Racheakt auf Teneriffa: Frau bietet sexuelle Dienste ihrer Freundin im Internet an

In Santa Lucía de Tirajana auf Teneriffa hat die Guardia Civil eine 32-jährige Spanierin festgenommen, die ihre Freundin aus Rache im Internet bloßstellte, indem sie in ihrem Namen eine Anzeige veröffentlichte, durch die sexuelle Dienste angeboten wurden.

Die polizeilichen Ermittlungen begannen, nachdem die betroffene Frau die Guardia Civil über eine öffentliche Kontaktanzeige informierte, in der Fotos und persönliche Daten zu sehen waren und eindeutige Angebote gemacht wurden. In dem gefälschten Online-Profil war unter anderem auch die private Telefonnummer des Opfers zu sehen. Lästige Anrufe und Nachrichten bei WhatsApp führten schließlich dazu, dass die Frau auf die besagte Annonce aufmerksam wurde und Anzeige erstattete.

Die Polizei ermittelte daraufhin nach dem Ursprungsgerät der geschalteten Anzeige und landete schließlich bei einer Freundin des Opfers, die sich mit dieser bloßstellenden Aktion offenbar rächen wollte.

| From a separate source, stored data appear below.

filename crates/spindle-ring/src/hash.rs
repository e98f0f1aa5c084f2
//! Position hashing for keys and virtual nodes.
//!
//! Both functions truncate a BLAKE3 digest to its first 8 bytes, read as a
//! little-endian `u64`. The scheme is fixed for the lifetime of the process
//! but is not a wire format: nothing outside this crate depends on it.

/// Compute a key's position on the ring: blake3(key) truncated to u64.
pub fn key_position(key: &str) -> u64 {
    truncate(blake3::hash(key.as_bytes()))
}

/// Compute a virtual node's position on the ring.
///
/// Hashes `len(name) as u64 LE ++ name ++ replica_index as u32 LE`. The length
/// prefix keeps `("server1", 10)` and `("server11", 0)` apart.
pub fn replica_position(name: &str, replica_index: u32) -> u64 {
    let mut hasher = blake3::Hasher::new();
    hasher.update(&(name.len() as u64).to_le_bytes());
    hasher.update(name.as_bytes());
    hasher.update(&replica_index.to_le_bytes());
    truncate(hasher.finalize())
}

fn truncate(hash: blake3::Hash) -> u64 {
    let bytes = hash.as_bytes();
    let mut head = [0u8; 8];
    head.copy_from_slice(&bytes[..8]);
    u64::from_le_bytes(head)
}
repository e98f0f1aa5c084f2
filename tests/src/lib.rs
//! Shared helpers for spindle integration tests.
//!
//! Provides key samples and [`Snapshot`], a record of which node owned each
//! key at some point in time, so tests can compare assignments before and
//! after a membership change.

use spindle_ring::{Ring, RingAssigner};

/// Synthetic keys `key-0 .. key-{n-1}`.
pub fn sample_keys(n: usize) -> Vec<String> {
    (0..n).map(|i| format!("key-{i}")).collect()
}

/// Node names `server1 .. server{n}`.
pub fn servers(n: usize) -> Vec<String> {
    (1..=n).map(|i| format!("server{i}")).collect()
}

/// Owner of every key in a fixed key set at one moment.
#[derive(Debug, Clone, PartialEq, Eq)]
pub struct Snapshot {
    entries: Vec<(String, Option<String>)>,
}

impl Snapshot {
    /// Record the owner of each key in `ring`.
    pub fn of(ring: &Ring, keys: &[String]) -> Self {
        let entries = keys
            .iter()
            .map(|k| (k.clone(), ring.resolve(k).map(str::to_string)))
            .collect();
        Self { entries }
    }

    /// Record the owner of each key through a shared assigner.
    pub fn of_assigner(assigner: &RingAssigner, keys: &[String]) -> Self {
        let entries = keys
            .iter()
            .map(|k| (k.clone(), assigner.resolve(k)))
            .collect();
        Self { entries }
    }

    /// Owner recorded for `key`, if the key is part of the snapshot.
    pub fn owner(&self, key: &str) -> Option<&str> {
        self.entries
            .iter()
            .find(|(k, _)| k == key)
            .and_then(|(_, owner)| owner.as_deref())
    }

    /// Iterate `(key, owner)` pairs in the order the keys were given.
    pub fn iter(&self) -> impl Iterator<Item = (&str, Option<&str>)> {
        self.entries
            .iter()
            .map(|(k, owner)| (k.as_str(), owner.as_deref()))
    }

    /// Keys whose owner differs between `self` and `later`, with both owners.
    ///
    /// Both snapshots must cover the same keys in the same order.
    pub fn changes<'a>(
        &'a self,
        later: &'a Snapshot,
    ) -> Vec<(&'a str, Option<&'a str>, Option<&'a str>)> {
        assert_eq!(self.entries.len(), later.entries.len(), "key sets differ");
        self.iter()
            .zip(later.iter())
            .filter(|((_, before), (_, after))| before != after)
            .map(|((key, before), (_, after))| (key, before, after))
            .collect()
    }

    /// Number of keys owned by `node`.
    pub fn count_for(&self, node: &str) -> usize {
        self.iter().filter(|(_, owner)| *owner == Some(node)).count()
    }
}
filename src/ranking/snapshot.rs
//! Immutable analysis snapshots - the shape callers persist after a run.

use serde::{Deserialize, Serialize};

use crate::foundation::{PositionId, Timestamp};

use super::{AnalysisResult, RankingResult};

/// An analysis outcome frozen for storage.
///
/// Mirrors what the record store keeps per run: the rankings and the ideal
/// vectors, stamped with the position and creation time. The intermediate
/// matrices stay on [`AnalysisResult`] for the export layer; they are not
/// part of the stored record.
#[derive(Debug, Clone, PartialEq, Serialize, Deserialize)]
pub struct AnalysisSnapshot {
    pub position_id: PositionId,
    pub rankings: Vec<RankingResult>,
    pub ideal_best: Vec<f64>,
    pub ideal_worst: Vec<f64>,
    pub created_at: Timestamp,
}

impl AnalysisSnapshot {
    /// Freezes an analysis result for a position, stamped with the current
    /// time.
    pub fn from_result(position_id: impl Into<PositionId>, result: &AnalysisResult) -> Self {
        Self {
            position_id: position_id.into(),
            rankings: result.rankings.clone(),
            ideal_best: result.ideal_best.clone(),
            ideal_worst: result.ideal_worst.clone(),
            created_at: Timestamp::now(),
        }
    }

    /// Returns every rank-1 entry (more than one when the top is tied).
    pub fn top_ranked(&self) -> Vec<&RankingResult> {
        self.rankings.iter().filter(|r| r.rank == 1).collect()
    }
}
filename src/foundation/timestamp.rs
//! Timestamp value object for immutable points in time.

use chrono::{DateTime, Utc};
use serde::{Deserialize, Serialize};

/// Immutable point in time, always UTC.
#[derive(Debug, Clone, Copy, PartialEq, Eq, PartialOrd, Ord, Serialize, Deserialize)]
#[serde(transparent)]
pub struct Timestamp(DateTime<Utc>);

impl Timestamp {
    /// Creates a timestamp for the current moment.
    pub fn now() -> Self {
        Self(Utc::now())
    }

    /// Creates a timestamp from a DateTime<Utc>.
    pub fn from_datetime(dt: DateTime<Utc>) -> Self {
        Self(dt)
    }

    /// Returns the inner DateTime.
    pub fn as_datetime(&self) -> &DateTime<Utc> {
        &self.0
    }

    /// Checks if this timestamp is before another.
    pub fn is_before(&self, other: &Timestamp) -> bool {
        self.0 < other.0
    }

    /// Checks if this timestamp is after another.
    pub fn is_after(&self, other: &Timestamp) -> bool {
        self.0 > other.0
    }
}
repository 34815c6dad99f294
//! Attribute definitions - the weighted, directional evaluation criteria.

use serde::{Deserialize, Serialize};

/// Input style for an attribute, owned by the form/UI layer.
///
/// The engine never consumes this; it travels with the attribute so the
/// record store round-trips position definitions losslessly.
#[derive(Debug, Clone, Copy, PartialEq, Eq, Serialize, Deserialize)]
#[serde(rename_all = "lowercase")]
pub enum AttributeKind {
    Number,
    Rating,
}

/// A weighted, directional evaluation criterion within a position.
///
/// `weight` expresses relative importance on a 0.0 to 1.0 scale; across all
/// attributes of a position the weights are expected to sum to 1.0 (checked
/// by the caller, see [`Position`](crate::ranking::Position)). The engine
/// applies weights exactly as supplied and never re-normalizes them.
///
/// `beneficial` gives the criterion its direction: `true` means higher raw
/// values are better (skill score), `false` marks a cost attribute where
/// lower is better (salary expectation).
#[derive(Debug, Clone, PartialEq, Serialize, Deserialize)]
pub struct Attribute {
    pub name: String,
    pub weight: f64,
    pub beneficial: bool,
    #[serde(default, skip_serializing_if = "Option::is_none")]
    pub min: Option<f64>,
    #[serde(default, skip_serializing_if = "Option::is_none")]
    pub max: Option<f64>,
    #[serde(rename = "type", default, skip_serializing_if = "Option::is_none")]
    pub kind: Option<AttributeKind>,
}

impl Attribute {
    /// Creates an attribute with the fields the engine consumes.
    pub fn new(name: impl Into<String>, weight: f64, beneficial: bool) -> Self {
        Self {
            name: name.into(),
            weight,
            beneficial,
            min: None,
            max: None,
            kind: None,
        }
    }

    /// Attaches the min/max bounds the form layer uses for input checking.
    pub fn with_bounds(mut self, min: f64, max: f64) -> Self {
        self.min = Some(min);
        self.max = Some(max);
        self
    }

    /// Attaches the input style.
    pub fn with_kind(mut self, kind: AttributeKind) -> Self {
        self.kind = Some(kind);
        self
    }
}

Als Hauptverdächtige in diesem Fall wurde die mutmaßliche Täterin dem zuständigen Richter in San Bartolomé de Tirajana übergeben und muss sich nun wegen Verleumdung und Verletzung der Privatsphäre verantworten. Wie die Guardia Civil mitteilte, kann diese Art von Ehrverletzungsdelikten sogar Freiheitsstrafen von 6 bis 14 Monaten nach sich ziehen.